Presumably, this study by the University of Leipzig was the trigger for an official statement by the Joint Gambling Authority of the German Federal States (GGL). They reacted indignantly to certain accusations. In particular, the data, which usually differs greatly from that of the GGL, is a bone of contention. The latter repeatedly (indirectly) criticised the authority's sewerage successes.

The GGL comments on surveys on the size of the illegal gambling market in Germany

The GGL generally welcomes a scientific discourse, as can be read at the very beginning of its statement. The aim is to "obtain valid figures on the German online gaming market". The GGL is open to all possible approaches in order to generate such insights. The further development of methods is also an important issue.

After these reassuring words, however, the tone becomes clearer. Criticism from the industry that the GGL's procedures are not flexible enough is "firmly rejected".

The press release discusses the figures for the illegal gambling market in Germany as follows: "According to GGL estimates, there are currently between 800 and 900 websites offering illegal online gambling, such as virtual slot machines, online poker, casino games, so-called secondary lotteries and sports betting. However, the overall proportion of these sites will decrease by 2022. It is estimated that the detected illegal websites represent a market volume of between 300 and 500 million euros. This corresponds to around two to four percent of the legal market.

The estimate is thus much lower than that of the University of Leipzig.

GGL admits difficulties

When assessing the illegal gambling market in Germany, the GGL states that the relevant surveys are based on, among other things, "the recording and analysis of visitor activities on illegal websites, analyses of offers from illegal providers, evaluations of affiliate marketing networks, etc.".

However, analysing such data is extremely complex - because the black market is constantly changing. This means that, regardless of the model used to analyse the data, only estimates and snapshots can be made. Furthermore, as a regulator, the GGL would categorise the situation slightly differently to the gambling industry. It would take a more conservative approach, whereas the companies and their associations would give more consideration or weight to the competitive situation created by the illegal market.

For these reasons, the aim is to work closely with the industry. In the long term, the aim is to reach a common understanding: "Despite different interests, it is the declared aim of the GGL to find a common position on how to measure the illegal market.
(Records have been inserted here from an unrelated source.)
//! Shared fixtures for the integration tests

#![allow(dead_code)]

use std::sync::atomic::{AtomicBool, Ordering};
use std::sync::Arc;

use async_trait::async_trait;

use chrono::{NaiveDate, Utc};
use uuid::Uuid;

use game_rental_server::auth::{generate_access_token, Actor};
use game_rental_server::booking::{
    Booking, BookingFilter, BookingService, BookingStatus, CreateBookingRequest,
};
use game_rental_server::error::ServiceError;
use game_rental_server::inventory::{
    ApprovalStatus, Category, InventoryLedger, Item, ItemCondition, ItemFilter,
};
use game_rental_server::models::{PageRequest, User, UserRole};
use game_rental_server::moderation::{Dispute, DisputeFilter, PartnerApplication, Review};
use game_rental_server::notify::Notifier;
use game_rental_server::payment::{
    MockGateway, Payment, PaymentGateway, PaymentService, PaymentStatus, Settlement,
};
use game_rental_server::state::AppState;
use game_rental_server::store::{
    BookingStore, CategoryStore, HealthCheck, ItemStore, MemoryStore, ModerationStore,
    PaymentStore, SharedStore, StoreResult, UserStore,
};

pub const JWT_SECRET: &str = "integration-test-secret";

pub fn fixed_today() -> NaiveDate {
    NaiveDate::from_ymd_opt(2025, 11, 1).unwrap()
}

pub fn date(day: u32) -> NaiveDate {
    NaiveDate::from_ymd_opt(2025, 11, day).unwrap()
}

/// A store seeded with a renter, a partner, an admin and one approved item.
pub struct World {
    pub store: SharedStore,
    pub gateway: Arc<MockGateway>,
    pub bookings: Arc<BookingService>,
    pub payments: PaymentService,
    pub renter: User,
    pub owner: User,
    pub admin: User,
    pub item: Item,
}

impl World {
    pub async fn new(stock: i32) -> Self {
        Self::with_store(Arc::new(MemoryStore::new()), stock).await
    }

    pub async fn with_store(store: SharedStore, stock: i32) -> Self {

        let renter = seed_user(&store, "renter@example.com", UserRole::Customer).await;
        let owner = seed_user(&store, "owner@example.com", UserRole::Partner).await;
        let admin = seed_user(&store, "admin@example.com", UserRole::Admin).await;
        let item = seed_item(&store, owner.id, stock).await;

        let gateway = Arc::new(MockGateway::new());
        let bookings = Arc::new(
            BookingService::new(store.clone(), Notifier::disabled()).with_clock(fixed_today),
        );
        let payments = PaymentService::new(
            store.clone(),
            gateway.clone() as Arc<dyn PaymentGateway>,
            bookings.clone(),
            Notifier::disabled(),
        );

        Self {
            store,
            gateway,
            bookings,
            payments,
            renter,
            owner,
            admin,
            item,
        }
    }

    pub fn renter_actor(&self) -> Actor {
        Actor::new(self.renter.id, self.renter.role)
    }

    pub fn owner_actor(&self) -> Actor {
        Actor::new(self.owner.id, self.owner.role)
    }

    pub fn admin_actor(&self) -> Actor {
        Actor::new(self.admin.id, self.admin.role)
    }

    pub fn booking_request(&self) -> CreateBookingRequest {
        CreateBookingRequest {
            item_id: self.item.id,
            start_date: date(10),
            end_date: date(12),
            notes: None,
        }
    }

    pub async fn available_stock(&self) -> i32 {
        self.store
            .find_item(self.item.id)
            .await
            .unwrap()
            .unwrap()
            .available_stock
    }

    /// Router state sharing this world's store and clock.
    pub fn app_state(&self) -> AppState {
        AppState::with_bookings(
            self.store.clone(),
            self.gateway.clone() as Arc<dyn PaymentGateway>,
            Notifier::disabled(),
            JWT_SECRET.to_string(),
            3600,
            self.bookings.clone(),
        )
    }

    pub fn token_for(&self, user: &User) -> String {
        generate_access_token(user, JWT_SECRET, 3600).unwrap()
    }
}

pub async fn seed_user(store: &SharedStore, email: &str, role: UserRole) -> User {
    let user = User::new(email.to_string(), "x".to_string(), "Test User".to_string(), role);
    store.insert_user(&user).await.unwrap();
    user
}

pub async fn seed_item(store: &SharedStore, owner_id: Uuid, stock: i32) -> Item {
    let now = Utc::now();
    let item = Item {
        id: Uuid::new_v4(),
        owner_id,
        category_id: Uuid::new_v4(),
        name: "Zelda: Tears of the Kingdom".to_string(),
        description: Some("Switch cartridge".to_string()),
        platform: Some("Switch".to_string()),
        condition: ItemCondition::Excellent,
        stock,
        available_stock: stock,
        price_per_day: 10_000,
        deposit: 5_000,
        approval_status: ApprovalStatus::Approved,
        rejection_reason: None,
        is_active: true,
        created_at: now,
        updated_at: now,
    };
    store.insert_item(&item).await.unwrap();
    item
}

/// `MemoryStore` whose next booking transition can be made to fail once,
/// the way a dropped database connection would.
#[derive(Default)]
pub struct FlakyStore {
    inner: MemoryStore,
    fail_next_transition: AtomicBool,
}

impl FlakyStore {
    pub fn new() -> Self {
        Self::default()
    }

    pub fn fail_next_transition(&self) {
        self.fail_next_transition.store(true, Ordering::SeqCst);
    }
}

#[async_trait]
impl UserStore for FlakyStore {
    async fn insert_user(&self, user: &User) -> StoreResult<()> {
        self.inner.insert_user(user).await
    }
    async fn find_user(&self, id: Uuid) -> StoreResult<Option<User>> {
        self.inner.find_user(id).await
    }
    async fn find_user_by_email(&self, email: &str) -> StoreResult<Option<User>> {
        self.inner.find_user_by_email(email).await
    }
    async fn list_users(&self, page: PageRequest) -> StoreResult<(Vec<User>, i64)> {
        self.inner.list_users(page).await
    }
    async fn update_user(&self, user: &User) -> StoreResult<()> {
        self.inner.update_user(user).await
    }
    async fn delete_user(&self, id: Uuid) -> StoreResult<bool> {
        self.inner.delete_user(id).await
    }
}

#[async_trait]
impl CategoryStore for FlakyStore {
    async fn insert_category(&self, category: &Category) -> StoreResult<()> {
        self.inner.insert_category(category).await
    }
    async fn find_category(&self, id: Uuid) -> StoreResult<Option<Category>> {
        self.inner.find_category(id).await
    }
    async fn list_categories(&self) -> StoreResult<Vec<Category>> {
        self.inner.list_categories().await
    }
    async fn update_category(&self, category: &Category) -> StoreResult<bool> {
        self.inner.update_category(category).await
    }
    async fn count_items_in_category(&self, id: Uuid) -> StoreResult<i64> {
        self.inner.count_items_in_category(id).await
    }
    async fn delete_category(&self, id: Uuid) -> StoreResult<bool> {
        self.inner.delete_category(id).await
    }
}

#[async_trait]
impl ItemStore for FlakyStore {
    async fn insert_item(&self, item: &Item) -> StoreResult<()> {
        self.inner.insert_item(item).await
    }
    async fn find_item(&self, id: Uuid) -> StoreResult<Option<Item>> {
        self.inner.find_item(id).await
    }
    async fn update_item(&self, item: &Item) -> StoreResult<()> {
        self.inner.update_item(item).await
    }
    async fn decide_item(
        &self,
        id: Uuid,
        status: ApprovalStatus,
        reason: Option<String>,
    ) -> StoreResult<Option<Item>> {
        self.inner.decide_item(id, status, reason).await
    }
    async fn set_stock(&self, id: Uuid, stock: i32) -> StoreResult<Option<Item>> {
        self.inner.set_stock(id, stock).await
    }
    async fn list_items(
        &self,
        filter: &ItemFilter,
        page: PageRequest,
    ) -> StoreResult<(Vec<Item>, i64)> {
        self.inner.list_items(filter, page).await
    }
}

#[async_trait]
impl InventoryLedger for FlakyStore {
    async fn reserve(&self, item_id: Uuid) -> Result<(), ServiceError> {
        self.inner.reserve(item_id).await
    }
    async fn release(&self, item_id: Uuid) -> Result<(), ServiceError> {
        self.inner.release(item_id).await
    }
    async fn check_availability(&self, item_id: Uuid) -> Result<bool, ServiceError> {
        self.inner.check_availability(item_id).await
    }
}

#[async_trait]
impl BookingStore for FlakyStore {
    async fn insert_booking(&self, booking: &Booking) -> StoreResult<()> {
        self.inner.insert_booking(booking).await
    }
    async fn find_booking(&self, id: Uuid) -> StoreResult<Option<Booking>> {
        self.inner.find_booking(id).await
    }
    async fn list_bookings(
        &self,
        filter: &BookingFilter,
        page: PageRequest,
    ) -> StoreResult<(Vec<Booking>, i64)> {
        self.inner.list_bookings(filter, page).await
    }
    async fn transition_booking(
        &self,
        id: Uuid,
        from: &[BookingStatus],
        to: BookingStatus,
        release_stock: bool,
    ) -> StoreResult<Option<Booking>> {
        if self.fail_next_transition.swap(false, Ordering::SeqCst) {
            return Err(ServiceError::Database(sqlx::Error::PoolTimedOut));
        }
        self.inner
            .transition_booking(id, from, to, release_stock)
            .await
    }
}

#[async_trait]
impl PaymentStore for FlakyStore {
    async fn insert_payment(&self, payment: &Payment) -> StoreResult<()> {
        self.inner.insert_payment(payment).await
    }
    async fn find_payment(&self, id: Uuid) -> StoreResult<Option<Payment>> {
        self.inner.find_payment(id).await
    }
    async fn find_payment_for_booking(&self, booking_id: Uuid) -> StoreResult<Option<Payment>> {
        self.inner.find_payment_for_booking(booking_id).await
    }
    async fn find_payment_by_txn(&self, provider_txn_id: &str) -> StoreResult<Option<Payment>> {
        self.inner.find_payment_by_txn(provider_txn_id).await
    }
    async fn set_provider_txn(&self, id: Uuid, provider_txn_id: &str) -> StoreResult<()> {
        self.inner.set_provider_txn(id, provider_txn_id).await
    }
    async fn settle_payment(
        &self,
        id: Uuid,
        expected: PaymentStatus,
        settlement: Settlement,
    ) -> StoreResult<Option<Payment>> {
        self.inner.settle_payment(id, expected, settlement).await
    }
    async fn list_payments(
        &self,
        status: Option<PaymentStatus>,
        page: PageRequest,
    ) -> StoreResult<(Vec<Payment>, i64)> {
        self.inner.list_payments(status, page).await
    }
}

#[async_trait]
impl ModerationStore for FlakyStore {
    async fn insert_application(&self, application: &PartnerApplication) -> StoreResult<()> {
        self.inner.insert_application(application).await
    }
    async fn find_application(&self, id: Uuid) -> StoreResult<Option<PartnerApplication>> {
        self.inner.find_application(id).await
    }
    async fn latest_application_for_user(
        &self,
        user_id: Uuid,
    ) -> StoreResult<Option<PartnerApplication>> {
        self.inner.latest_application_for_user(user_id).await
    }
    async fn list_applications(
        &self,
        status: Option<ApprovalStatus>,
        page: PageRequest,
    ) -> StoreResult<(Vec<PartnerApplication>, i64)> {
        self.inner.list_applications(status, page).await
    }
    async fn decide_application(&self, application: &PartnerApplication) -> StoreResult<bool> {
        self.inner.decide_application(application).await
    }
    async fn insert_review(&self, review: &Review) -> StoreResult<()> {
        self.inner.insert_review(review).await
    }
    async fn find_review_for_booking(&self, booking_id: Uuid) -> StoreResult<Option<Review>> {
        self.inner.find_review_for_booking(booking_id).await
    }
    async fn list_reviews_for_item(
        &self,
        item_id: Uuid,
        page: PageRequest,
    ) -> StoreResult<(Vec<Review>, i64)> {
        self.inner.list_reviews_for_item(item_id, page).await
    }
    async fn insert_dispute(&self, dispute: &Dispute) -> StoreResult<()> {
        self.inner.insert_dispute(dispute).await
    }
    async fn find_dispute(&self, id: Uuid) -> StoreResult<Option<Dispute>> {
        self.inner.find_dispute(id).await
    }
    async fn list_disputes(
        &self,
        filter: &DisputeFilter,
        page: PageRequest,
    ) -> StoreResult<(Vec<Dispute>, i64)> {
        self.inner.list_disputes(filter, page).await
    }
    async fn update_dispute(&self, dispute: &Dispute) -> StoreResult<()> {
        self.inner.update_dispute(dispute).await
    }
}

#[async_trait]
impl HealthCheck for FlakyStore {
    async fn ping(&self) -> StoreResult<()> {
        self.inner.ping().await
    }
}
The GGL aims to harmonise the views of the industry and the authorities on illegal gambling. Given the figures available, this appears to be urgently necessary. The discrepancies between the views and data of the various interest groups have proven to be enormous. The GGL's estimate of a two to four percent market share contrasts with the University of Leipzig and the German Online Casino Association's estimate of a whopping 75 percent. For many players and critics, it would have been interesting to see the GGL address not only the strength of the black market, but also the criticism of strict regulatory measures that is often raised in the course of such studies.